La primera Cuenta Pública del presidente José Antonio Kast ha dejado un mensaje nítido en su retórica y ambicioso en sus metas: Chile se encuentra en un estado de excepción institucional y económico, y la salida no admite medias tintas. Bajo la premisa de que «la emergencia no es el lugar donde Chile se queda», el Ejecutivo ha diseñado una hoja de ruta que descansa sobre tres pilares tradicionales de su sector —seguridad dura, rigurosidad fiscal y focalización social—, pero que introduce herramientas de modernización profunda, como la auditoría estatal mediante inteligencia artificial o el rediseño de la arquitectura ministerial.
El discurso Presidencial fue, ante todo, un diagnóstico de shock. Al cifrar el déficit estructural en un $3,7% del PIB y denunciar miles de millones de dólares en «desorden» financiero heredado, el mandatario no solo buscó fijar una línea de base para evaluar su gestión, sino también justificar políticamente la agresiva reforma al aparato estatal que propone, partiendo por la fusión de Interior y Segegob. Esta apuesta por la eficiencia fiscal es coherente, pero camina sobre el filo de la navaja: recortar la grasa del Estado es urgente, pero cuidar que no se dañe el músculo operativo de los servicios públicos será el verdadero arte de la ejecución en los meses venideros.
Sin embargo, el éxito de la ambiciosa agenda de La Moneda no se jugará únicamente en las oficinas del centro de Santiago ni en las negociaciones de un Congreso que se anticipa complejo; se jugará, de manera definitiva, en los territorios.

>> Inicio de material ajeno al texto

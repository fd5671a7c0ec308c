// tessel-core - Common test utilities
// Copyright (c) 2025 Tom Waddington. MIT licensed.

//! Shared test helpers and utilities for Tessel integration tests.
//!
//! # Usage
//!
//! In your test file, add:
//! ```ignore
//! mod common;
//! use common::*;
//! ```
//!
//! # Available Helpers
//!
//! - [`call`] - Call a builtin by name in a fresh registry
//! - [`call_with`] - Call a builtin by name in an existing registry
//! - [`realize`] - Realize a seqable value into a `Vec`
//! - [`int`], [`s`], [`ints`] - Terse value constructors
//! - [`native`] - Wrap a closure as a function value
//!
//! # Macros
//!
//! - [`assert_call!`] - Assert that a call returns an expected value
//! - [`assert_call_err!`] - Assert that a call fails
//! - [`assert_call_err_contains!`] - Assert that a call fails with a message

// Re-export common types for convenience
#[allow(unused_imports)]
pub use tessel_core::{Error, Kind, Options, Registry, Result, SeqOptions, Value};

/// Call the builtin bound to `name` in a fresh registry.
///
/// # Returns
///
/// Returns the result value, or the error message string.
#[must_use]
#[allow(dead_code)]
pub fn call(name: &str, args: &[Value]) -> std::result::Result<Value, String> {
    call_with(&Registry::new(), name, args)
}

/// Call the builtin bound to `name` in the given registry.
#[must_use]
#[allow(dead_code)]
pub fn call_with(
    registry: &Registry,
    name: &str,
    args: &[Value],
) -> std::result::Result<Value, String> {
    registry.call(name, args).map_err(|e| e.to_string())
}

/// Realize every element of a seqable value.
///
/// # Panics
///
/// Panics if the value is not seqable or an element fails.
#[must_use]
#[allow(dead_code)]
pub fn realize(val: &Value) -> Vec<Value> {
    val.to_vec().expect("value should realize")
}

#[must_use]
#[allow(dead_code)]
pub fn int(n: i64) -> Value {
    Value::int(n)
}

#[must_use]
#[allow(dead_code)]
pub fn s(text: &str) -> Value {
    Value::string(text)
}

/// An array of integers.
#[must_use]
#[allow(dead_code)]
pub fn ints(ns: &[i64]) -> Value {
    Value::array(ns.iter().copied().map(Value::int))
}

/// Wrap a closure as a function value.
#[must_use]
#[allow(dead_code)]
pub fn native<F>(name: &'static str, f: F) -> Value
where
    F: Fn(&[Value]) -> Result<Value> + 'static,
{
    tessel_core::make_native_fn(name, f)
}

/// The registry's binding for `name`.
///
/// # Panics
///
/// Panics if `name` is not bound.
#[must_use]
#[allow(dead_code)]
pub fn builtin(name: &str) -> Value {
    Registry::new()
        .lookup(name)
        .unwrap_or_else(|| panic!("no builtin named {}", name))
}

/// Assert that calling `name` with `args` produces the expected value.
///
/// # Example
///
/// ```ignore
/// assert_call!("+", [int(1), int(2)], int(3));
/// ```
#[macro_export]
macro_rules! assert_call {
    ($name:expr, [$($arg:expr),* $(,)?], $expected:expr) => {
        let result = $crate::common::call($name, &[$($arg),*]);
        assert!(
            result.is_ok(),
            "Failed to call '{}': {:?}",
            $name,
            result.as_ref().err()
        );
        assert_eq!(
            result.unwrap(),
            $expected,
            "Result of '{}' did not match expected",
            $name
        );
    };
}

/// Assert that calling `name` with `args` produces an error.
///
/// # Example
///
/// ```ignore
/// assert_call_err!("inc", [s("x")]);
/// ```
#[macro_export]
macro_rules! assert_call_err {
    ($name:expr, [$($arg:expr),* $(,)?]) => {
        let result = $crate::common::call($name, &[$($arg),*]);
        assert!(
            result.is_err(),
            "Expected error for '{}' but got {:?}",
            $name,
            result.ok()
        );
    };
}

/// Assert that calling `name` with `args` fails with a message containing
/// `pattern`, ignoring case.
///
/// # Example
///
/// ```ignore
/// assert_call_err_contains!("/", [int(1), int(0)], "division by zero");
/// ```
#[macro_export]
macro_rules! assert_call_err_contains {
    ($name:expr, [$($arg:expr),* $(,)?], $pattern:expr) => {
        let result = $crate::common::call($name, &[$($arg),*]);
        assert!(
            result.is_err(),
            "Expected error for '{}' but got {:?}",
            $name,
            result.as_ref().ok()
        );
        let err_msg = result.unwrap_err();
        assert!(
            err_msg.to_lowercase().contains(&$pattern.to_lowercase()),
            "Error message '{}' does not contain '{}'",
            err_msg,
            $pattern
        );
    };
}
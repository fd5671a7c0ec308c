// tessel-core - Exception built-in functions
// Copyright (c) 2025 Tom Waddington. MIT licensed.

//! Structured exceptions: ex-info, ex-message, ex-data, ex-cause

use std::rc::Rc;

use tessel_value::{Error, ExceptionInfo, Result, Value};

use super::{arity, arity_range};

// ============================================================================
// Exceptions
// ============================================================================

/// (ex-info msg data) or (ex-info msg data cause)
///
/// Builds the exception value; callers throw it with `Error::Thrown`.
pub fn builtin_ex_info(args: &[Value]) -> Result<Value> {
    arity_range("ex-info", args, 2, 3)?;
    let message = match &args[0] {
        Value::String(s) => s.to_string(),
        other => return Err(Error::type_error_in("ex-info", "string", other.type_name())),
    };
    let cause = args.get(2).filter(|c| !c.is_nil()).cloned();
    Ok(Value::Exception(Rc::new(ExceptionInfo::new(
        message,
        args[1].clone(),
        cause,
    ))))
}

/// The value an error stands for when handed to `ex-*` functions.
///
/// Thrown values come back as they were thrown; any other error becomes an
/// exception carrying its message and nil data.
pub fn error_value(err: &Error) -> Value {
    match err.thrown_value() {
        Some(val) => val.clone(),
        None => Value::Exception(Rc::new(ExceptionInfo::new(
            err.to_string(),
            Value::Nil,
            None,
        ))),
    }
}

fn exception_of(val: &Value) -> Option<&ExceptionInfo> {
    match val {
        Value::Exception(info) => Some(&**info),
        _ => None,
    }
}

/// (ex-message ex) - nil for non-exceptions
pub fn builtin_ex_message(args: &[Value]) -> Result<Value> {
    arity("ex-message", args, 1)?;
    Ok(exception_of(&args[0])
        .map(|info| Value::string(info.message()))
        .unwrap_or(Value::Nil))
}

/// (ex-data ex) - nil for non-exceptions
pub fn builtin_ex_data(args: &[Value]) -> Result<Value> {
    arity("ex-data", args, 1)?;
    Ok(exception_of(&args[0])
        .map(|info| info.data().clone())
        .unwrap_or(Value::Nil))
}

/// (ex-cause ex) - nil when there is no cause
pub fn builtin_ex_cause(args: &[Value]) -> Result<Value> {
    arity("ex-cause", args, 1)?;
    Ok(exception_of(&args[0])
        .and_then(|info| info.cause().cloned())
        .unwrap_or(Value::Nil))
}

#[cfg(test)]
mod tests {
    use super::*;

    #[test]
    fn test_ex_info_round_trip() {
        let data = Value::object([("code", Value::int(7))]);
        let ex = builtin_ex_info(&[Value::string("boom"), data.clone()]).unwrap();
        assert_eq!(builtin_ex_message(&[ex.clone()]).unwrap(), Value::string("boom"));
        assert_eq!(builtin_ex_data(&[ex.clone()]).unwrap(), data);
        assert_eq!(builtin_ex_cause(&[ex]).unwrap(), Value::Nil);
    }

    #[test]
    fn test_error_value_wraps_plain_errors() {
        let v = error_value(&Error::DivisionByZero);
        assert_eq!(
            builtin_ex_message(&[v]).unwrap(),
            Value::string("Division by zero")
        );
    }

    #[test]
    fn test_error_value_unwraps_thrown() {
        let err = Error::ex_info("bad", Value::int(1));
        let v = error_value(&err);
        assert_eq!(builtin_ex_data(&[v]).unwrap(), Value::int(1));
    }
}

La mirada municipal y de los gobiernos locales se vuelve aquí indispensable. Cuando el Gobierno central anuncia la intervención directa en 50 barrios críticos o el despliegue de un «Plan Retorno» migratorio, está tocando directamente la puerta de los alcaldes de todo el país. Son las municipalidades las que, día a día, contienen la frustración vecinal frente a la delincuencia y las que operan con direcciones de seguridad comunal que muchas veces carecen de atribuciones y recursos. Si el plan de intervención barrial se diseña con un enfoque centralista —donde la policía actúa sin el conocimiento histórico y social de los equipos municipales—, el anuncio corre el riesgo de transformarse en una medida efectista de corto plazo. La seguridad pública se recupera desde el Estado, pero se consolida en la calle y con la comunidad local.
Lo mismo ocurre con la agenda social de emergencia. El Bono Infantil de $30.000 y el congelamiento de tarifas básicas aliviarán los bolsillos de las familias del 80% más vulnerable, pero la ventanilla de entrada y la presión administrativa de estas postulaciones recaerán invariablemente en las Direcciones de Desarrollo Comunitario (Dideco) de cada comuna.
El Ejecutivo ha trazado un horizonte claro de reactivación económica, aspirando a un crecimiento del 4% y a la creación de 300.000 empleos. Son cifras audaces para el escenario actual. Para que esa reactivación sea real, el Gobierno debe entender que el desarrollo nacional es la suma de los desarrollos locales. La descentralización económica, la agilización de permisos municipales para la inversión y el fortalecimiento de los presupuestos comunales para la mantención de los espacios públicos recuperados serán el termómetro real del éxito presidencial.
La Moneda ha propuesto el rumbo. Ahora le toca demostrar que el Estado fuerte, austero y eficiente que dibuja en los discursos tiene la capacidad de coordinarse con el Chile real, aquel que se gestiona y se vive, comuna por comuna, en todo el territorio nacional.